Kompasiana adalah platform blog. Konten ini menjadi tanggung jawab bloger dan tidak mewakili pandangan redaksi Kompas.

Humaniora. Sumber ilustrasi: PEXELS/San Fermin Pamplona

Akhir pekan lalu, saya dan keluarga pergi ke sebuah pusat perbelanjaan. Saya pribadi berniat mencari parfum. Sebab parfum saya hampir habis. Tapi produk parfum yang saya cari tidak ada. Jadinya saya malah membeli lipstick dan makanan favorit saya.

Ketika saya dan keluarga selesai memasukkan barang-barang belanjaan ke mobil dan bersiap pulang, terdengar bunyi goresan di bagian belakang mobil kami. Serentak kami kaget dan menekan tombol power window. Sejauh penglihatan saya yang terbatas itu, nampak seorang pemulung kecil berpakaian kotak-kotak. Dia masih anak-anak. Entah karena iseng atau apa, dia sengaja menyentuh mobil kami. Hanya itulah yang bisa saya amati.

Saya tak tahu apa salah saya dan keluarga. Sampai-sampai anak pemulung itu ingin menggores mobil kami. Meski demikian, kami sama sekali tidak marah. Toh mobil kami tidak apa-apa.

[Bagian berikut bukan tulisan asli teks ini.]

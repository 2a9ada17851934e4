//! # minifmt-core
//!
//! Allocation-free formatted output for constrained targets.
//!
//! The engine interprets a compact `printf`-style directive grammar and
//! emits the result one byte at a time to a [`Sink`]. It never touches the
//! heap and keeps no state between calls; each call works out of a
//! stack-local buffer of [`WORK_BUF_LEN`] bytes.
//!
//! ```
//! use minifmt_core::snprintf;
//!
//! let mut buf = [0u8; 16];
//! let n = snprintf!(&mut buf, "Value: %5d", 42);
//! assert_eq!(n, 12);
//! assert_eq!(&buf[..n], b"Value:    42");
//! ```

#![no_std]
#![deny(unsafe_code)]

#[cfg(any(test, feature = "alloc"))]
extern crate alloc;
#[cfg(any(test, feature = "std"))]
extern crate std;

pub mod stdio;
pub mod stdlib;

#[cfg(feature = "std")]
pub use stdio::IoSink;
pub use stdio::{
    Arg, Args, BoundedSink, Conversion, Directive, FnSink, Sink, WORK_BUF_LEN, format,
    format_into, vformat, vformat_into,
};
pub use stdlib::Radix;
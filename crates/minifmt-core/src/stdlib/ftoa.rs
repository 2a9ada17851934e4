//! Floating point to text with a fixed number of significant digits.
//!
//! The value is normalised so its leading digit sits in the ones place,
//! remembering the decimal exponent `E` of that digit. When `0 <= E <
//! precision` the digits are printed plainly with a decimal point after the
//! ones digit; otherwise the value is printed as `d.ddd...E±n`.
//!
//! The conversion truncates. Digits past the requested precision are
//! discarded without any carry, so `2.999` at two digits prints `2.9`, not
//! `3.0`. Conventional formatting libraries round here; this one does not.

use super::ltoa::{Radix, ltoa, ltoa_with_divisor};

/// Largest number of significant digits rendered.
pub const FLOAT_PRECISION: usize = 9;

/// Worst-case output length: `-d.ddddddddE-ddd`.
pub const FTOA_MAX_LEN: usize = 16;

const POW10: [u64; FLOAT_PRECISION] = [
    10,
    100,
    1_000,
    10_000,
    100_000,
    1_000_000,
    10_000_000,
    100_000_000,
    1_000_000_000,
];

/// Render `num` with `precision` significant digits into `buf`.
///
/// A precision of `0` or above [`FLOAT_PRECISION`] selects
/// [`FLOAT_PRECISION`]. The format engine strips the sign before calling;
/// a negative finite value passed directly is printed with a leading `-`.
///
/// Returns the number of bytes written.
///
/// # Panics
///
/// Panics if `buf` is shorter than the output (at most [`FTOA_MAX_LEN`]).
pub fn ftoa(buf: &mut [u8], num: f64, precision: usize) -> usize {
    if num.is_nan() {
        return put(buf, 0, b"NAN");
    }
    if num.is_infinite() {
        let text: &[u8] = if num < 0.0 { b"-INF" } else { b"INF" };
        return put(buf, 0, text);
    }

    let mut p = 0;
    let mut num = num;
    if num < 0.0 {
        p = put(buf, p, b"-");
        num = -num;
    }

    // Exponent of the most significant digit.
    let mut exp: i32 = 0;
    if num != 0.0 {
        while num >= 10.0 {
            num /= 10.0;
            exp += 1;
        }
        while num < 1.0 {
            num *= 10.0;
            exp -= 1;
        }
    }

    let precision = if precision == 0 || precision > FLOAT_PRECISION {
        FLOAT_PRECISION
    } else {
        precision
    };

    if usize::try_from(exp).is_ok_and(|e| e < precision) {
        let mut remaining = precision;
        while remaining > 0 {
            let digit = num as u8;
            buf[p] = b'0' + digit;
            p += 1;
            if exp == 0 && remaining > 1 {
                p = put(buf, p, b".");
            }
            num -= f64::from(digit);
            num *= 10.0;
            exp -= 1;
            remaining -= 1;
        }
    } else {
        let int_part = num as u64;
        p += ltoa(&mut buf[p..], int_part, Radix::DECIMAL);

        if precision > 1 {
            let scale = POW10[precision - 2];
            p = put(buf, p, b".");
            let frac = ((num - int_part as f64) * scale as f64) as u64;
            p += ltoa_with_divisor(&mut buf[p..], frac, Radix::DECIMAL, scale / 10);
        }

        p = put(buf, p, if exp >= 0 { b"E+" } else { b"E-" });
        p += ltoa(&mut buf[p..], u64::from(exp.unsigned_abs()), Radix::DECIMAL);
    }
    p
}

fn put(buf: &mut [u8], at: usize, bytes: &[u8]) -> usize {
    let end = at + bytes.len();
    buf[at..end].copy_from_slice(bytes);
    end
}
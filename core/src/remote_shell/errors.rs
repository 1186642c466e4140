use thiserror::Error;

#[derive(Debug, Error)]
pub enum RemoteShellError {
    #[error("failed to connect to {addr}: {message}")]
    Connect { addr: String, message: String },
    #[error("timed out connecting to {addr}")]
    ConnectTimeout { addr: String },
    #[error("authentication rejected for account {account}")]
    AuthRejected { account: String },
    #[error("failed to open remote shell: {message}")]
    OpenShell { message: String },
    #[error("failed to write to remote stdin")]
    WriteToStdin {
        #[source]
        error: std::io::Error,
    },
    #[error("failed to read remote output: {error}")]
    ReadOutput {
        #[source]
        error: std::io::Error,
    },
}

impl RemoteShellError {
    pub(crate) fn open_shell(message: impl ToString) -> Self {
        Self::OpenShell {
            message: message.to_string(),
        }
    }

    pub(crate) fn write_to_stdin(error: std::io::Error) -> Self {
        Self::WriteToStdin { error }
    }

    pub(crate) fn read_output(error: std::io::Error) -> Self {
        Self::ReadOutput { error }
    }
}
use thiserror::Error;

use crate::remote_shell::RemoteShellError;

pub type Result<T> = std::result::Result<T, OpsErr>;

#[derive(Debug, Error)]
pub enum OpsErr {
    /// Session or network failure; the remote state is unknown.
    #[error("{0}")]
    Shell(#[from] RemoteShellError),

    /// The remote replied, but not in a shape we understand.
    #[error("unexpected remote output: {0}")]
    Protocol(String),

    /// The remote explicitly refused the request (duplicate, not found, ...).
    #[error("{reason}")]
    Rejected { message: String, reason: String },

    #[error("invalid request: {0}")]
    InvalidRequest(String),

    #[error("credentials unavailable: {0}")]
    Credentials(String),

    #[error("operation `{operation}` is not supported for system `{system}`")]
    Unsupported { system: String, operation: String },

    #[error("configuration error: {0}")]
    Config(String),
}

impl OpsErr {
    pub fn rejected(message: impl Into<String>, reason: impl Into<String>) -> Self {
        Self::Rejected {
            message: message.into(),
            reason: reason.into(),
        }
    }

    /// Short headline for the job record; the full text goes to `error`.
    pub fn headline(&self) -> &str {
        match self {
            OpsErr::Rejected { message, .. } if !message.trim().is_empty() => message,
            OpsErr::InvalidRequest(_) => "invalid request",
            _ => "execution failed",
        }
    }
}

Peristiwa kecil di areal pusat perbelanjaan itu membuat saya bertanya-tanya. Apa motif anak itu menggores mobil kami? Apakah hanya mobil kami yang ingin digoresnya, ataukah semua mobil yang terparkir di sana? Mungkinkah anak itu hanya iseng semata?

Faktor keisengan ala anak-anak mungkin saja. Dan itu masih wajar. Setiap orang pernah mengalami fase kanak-kanak, dan saya yakin kita semua pernah melakukan kenakalan di fase itu. Sebaik-baiknya diri kita, pasti ada saja satu-dua kali niat berbuat kenakalan.

Bila dianalisis lebih jauh lagi, terdapat faktor pemicu lain yang lebih kompleks dibanding faktor iseng. Apa faktor itu? Tak lain rasa iri dan ironi.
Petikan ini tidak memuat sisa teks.